The Porta-bote website is very lame, but the information and boat specifications are convincing.

Anyone own a Porta-bote or had the opportunity to take a ride in one?

Thanks, Randy


----------



## stapless (Feb 20, 2005)

very interesting concept. never seen anything like it before. for that price, I would definately be interested as well. seems like you found a deal that would be hard to pass up. I will also be interested to hear what any owners of one of these might have to say.

scott


----------



## Karma (Nov 13, 2005)

The Porta-Botes selling on E-Bay are going for a bit more than the deal your considering. I've been monitoring sales hoping to find one in my area, but so far no luck. These things are pretty indistructable so I wouldn't worry too much about repairs. Even the ten year old "botes" seem to sell pretty good.
Cheers,
lawrence


----------



## Oregon_Camper (Sep 13, 2004)

I say GO FOR IT. Looks like a great solution for people with trailers. If I didn't already have my canoe, I would probably get one of these.


----------



## campmg (Dec 24, 2005)

Pretty amazing. Just make sure it's porta-bote and not porta-sub.


----------



## 7heaven (Jun 4, 2005)

Randy, That sounds like a great deal. If you do get one, let us know your experience. We were looking at the same kind of thing.


----------



## HootBob (Apr 26, 2004)

Go for it Randy
Sounds like a pretty good price









Don


----------



## McBeth (Feb 19, 2005)

I have a port-a-bote !

I have owned one for @ 5 years, I really like it and have no complaints. One thing you might check is to see if it has plastic seats. The original boats had plywood seats that were very heavy. They switched to molded plastic seats about a year after I bought mine. I upgraded to the plastic seat and do not regret it.

You might do a search, I know there have been other discussions in this forum.

I have the 12 ft model and have primarily used it on inland lakes in Michigan. I have a 6 hp Johnson that really moves the boat around well with my Wife, daughter and I.

The boat is very stable a couple of years ago I went out by myself and tried to tip it over by turning as sharp as I could at full speed. Full speed with the 6 hp Johnson @ 12 or 13 mph give or take a little.

Hope this helps ! Let me know if you have any other questions.

Keith


----------



## kymont (Feb 3, 2006)

Thanks for sharing this. We have been looking at boat options (e.g. canoes) but this idea looks great. I looked through their website and ordered a "pricing package", but I'll start looking elsewhere, EBay now.

Doug


----------



## vdub (Jun 19, 2004)

PureDrifting found this a year or so ago. I think he was going to build it, but not sure he ever did. Looks like a pretty decent way to carry it.


----------



## mswalt (Sep 14, 2004)

Randy, looks pretty cool.

My wife was thinking of an inflatable boat. Looked at them on the same web page. Fully oufitted for a package price of about $600. Sun shade runs a little higher. Hmmmm, maybe next year.

This year, however, we did buy a cheap inflatable raft with two oars that holds up to 650 puunds. Got it at academy. "O'rageous" 10 foot, I think. Gonna try it out this summer to see how it works.

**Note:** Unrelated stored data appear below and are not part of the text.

//! HTTP surface over [`AdminDashboard`]. The caller's bearer token becomes
//! the session for the duration of one request.

use crate::confirm::Confirmation;
use crate::dashboard::{AdminAction, AdminDashboard};
use crate::services::{AdminError, BackendService, ViewContext};
use crate::session::{logout, require_token, MemorySession};
use crate::views::ViewKind;
use axum::{
    extract::{Path, Query, State},
    http::{header::AUTHORIZATION, HeaderMap, StatusCode},
    response::{IntoResponse, Response},
    routing::{get, post},
    Json, Router,
};
use chrono::Utc;
use serde::Deserialize;
use serde_json::json;
use std::sync::Arc;
use tokio::sync::Mutex;
use tracing::warn;

pub struct AppState<B: BackendService + Clone> {
    dashboard: Arc<Mutex<AdminDashboard<B>>>,
}

impl<B: BackendService + Clone> Clone for AppState<B> {
    fn clone(&self) -> Self {
        Self {
            dashboard: Arc::clone(&self.dashboard),
        }
    }
}

impl<B: BackendService + Clone> AppState<B> {
    pub fn new(backend: B) -> Self {
        Self {
            dashboard: Arc::new(Mutex::new(AdminDashboard::new(backend))),
        }
    }
}

#[derive(Debug, Default, Deserialize)]
pub struct ViewParams {
    q: Option<String>,
    refresh: Option<bool>,
}

#[derive(Debug, Default, Deserialize)]
pub struct ActionParams {
    confirm: Option<bool>,
}

#[derive(Debug, Default, Deserialize)]
pub struct SummaryParams {
    refresh: Option<bool>,
}

pub fn router<B: BackendService + Clone + 'static>(state: AppState<B>) -> Router {
    Router::new()
        .route("/health", get(health))
        .route("/dashboard", get(dashboard_summary::<B>))
        .route("/logout", post(logout_session::<B>))
        .route("/views/:view", get(show_view::<B>))
        .route("/views/:view/:id/:action", post(run_action::<B>))
        .with_state(state)
}

fn bearer_session(headers: &HeaderMap) -> MemorySession {
    headers
        .get(AUTHORIZATION)
        .and_then(|value| value.to_str().ok())
        .and_then(|value| value.strip_prefix("Bearer "))
        .map(|token| MemorySession::with_token(token))
        .unwrap_or_default()
}

fn error_response(err: &AdminError, ctx: &ViewContext) -> Response {
    let (status, code) = match err {
        AdminError::MissingAuth => (StatusCode::UNAUTHORIZED, "missing_auth"),
        AdminError::Unauthorized => (StatusCode::UNAUTHORIZED, "login_required"),
        AdminError::Validation(_) => (StatusCode::BAD_REQUEST, "validation"),
        AdminError::NotFound(_) => (StatusCode::NOT_FOUND, "not_found"),
        AdminError::Transport(_)
        | AdminError::EmptyOrMalformedPayload(_)
        | AdminError::RequestFailed { .. }
        | AdminError::MutationRejected { .. } => (StatusCode::BAD_GATEWAY, "backend"),
    };
    (
        status,
        Json(json!({
            "status": "error",
            "code": code,
            "message": err.to_string(),
            "notifications": ctx.notifications,
        })),
    )
        .into_response()
}

async fn health() -> impl IntoResponse {
    (
        StatusCode::OK,
        Json(json!({ "service": "ok", "timestamp": Utc::now() })),
    )
}

async fn show_view<B: BackendService + Clone + 'static>(
    State(state): State<AppState<B>>,
    Path(view): Path<String>,
    Query(params): Query<ViewParams>,
    headers: HeaderMap,
) -> Response {
    let mut ctx = ViewContext::default();
    let kind = match view.parse::<ViewKind>() {
        Ok(kind) => kind,
        Err(message) => return error_response(&AdminError::NotFound(message), &ctx),
    };
    let session = bearer_session(&headers);
    if let Err(err) = require_token(&session) {
        return error_response(&err, &ctx);
    }

    let mut dashboard = state.dashboard.lock().await;
    if params.refresh.unwrap_or(true) {
        if let Err(err) = dashboard.load_view(kind, &mut ctx, &session).await {
            return error_response(&err, &ctx);
        }
    }
    dashboard.render_view(kind, &mut ctx, params.q.as_deref().unwrap_or(""));

    (
        StatusCode::OK,
        Json(json!({
            "status": "ok",
            "view": kind.as_str(),
            "items": ctx.context.list(kind.list_key()),
            "notifications": ctx.notifications,
        })),
    )
        .into_response()
}

async fn run_action<B: BackendService + Clone + 'static>(
    State(state): State<AppState<B>>,
    Path((view, id, action)): Path<(String, String, String)>,
    Query(params): Query<ActionParams>,
    headers: HeaderMap,
) -> Response {
    let mut ctx = ViewContext::default();
    let kind = match view.parse::<ViewKind>() {
        Ok(kind) => kind,
        Err(message) => return error_response(&AdminError::NotFound(message), &ctx),
    };
    let action = match action.parse::<AdminAction>() {
        Ok(action) => action,
        Err(message) => return error_response(&AdminError::Validation(message), &ctx),
    };
    let session = bearer_session(&headers);
    let confirm = Confirmation::from(params.confirm.unwrap_or(false));

    let mut dashboard = state.dashboard.lock().await;
    match dashboard
        .perform(kind, action, &id, &mut ctx, &session, &confirm)
        .await
    {
        Ok(outcome) => {
            dashboard.render_view(kind, &mut ctx, "");
            (
                StatusCode::OK,
                Json(json!({
                    "status": outcome,
                    "view": kind.as_str(),
                    "id": id,
                    "items": ctx.context.list(kind.list_key()),
                    "notifications": ctx.notifications,
                    "actions": ctx.actions,
                })),
            )
                .into_response()
        }
        Err(err) => {
            warn!(view = %kind, id = %id, error = %err, "admin action failed");
            error_response(&err, &ctx)
        }
    }
}

async fn dashboard_summary<B: BackendService + Clone + 'static>(
    State(state): State<AppState<B>>,
    Query(params): Query<SummaryParams>,
    headers: HeaderMap,
) -> Response {
    let mut ctx = ViewContext::default();
    let session = bearer_session(&headers);
    if let Err(err) = require_token(&session) {
        return error_response(&err, &ctx);
    }
    let mut dashboard = state.dashboard.lock().await;
    if params.refresh.unwrap_or(true) {
        match dashboard.refresh_all(&mut ctx, &session).await {
            Ok(failures) => {
                for (kind, err) in failures {
                    warn!(view = %kind, error = %err, "view left stale");
                }
            }
            Err(err) => return error_response(&err, &ctx),
        }
    }
    (
        StatusCode::OK,
        Json(json!({
            "status": "ok",
            "summary": dashboard.summary(),
            "notifications": ctx.notifications,
        })),
    )
        .into_response()
}

async fn logout_session<B: BackendService + Clone + 'static>(
    State(state): State<AppState<B>>,
    headers: HeaderMap,
) -> Response {
    let ctx = ViewContext::default();
    let session = bearer_session(&headers);
    let dashboard = state.dashboard.lock().await;
    match logout(dashboard.backend(), &session).await {
        Ok(()) => (
            StatusCode::OK,
            Json(json!({ "status": "ok", "login_required": true })),
        )
            .into_response(),
        Err(err) => error_response(&err, &ctx),
    }
}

Then maybe the bigger ones with the small trolling motor next year.

Mark


----------



## Castle Rock Outbackers (Jan 18, 2004)

We went and saw the Porta-bote that was for sale here locally. It was fine, just a little too used for us. It turned out to be a 2000, not a 2002 like I thought. Instead of being used 5 times, it looked like it had been used maybe 5 times per year. After looking at everything, the $900 asking price felt like neither a good deal or a bad deal. We talked it over for 15 minutes before deciding to get a new 2006 Porta-bote in the color we want and the 10-year warranty instead. We called the salesman back at the Denver RV and Boat show and placed our order.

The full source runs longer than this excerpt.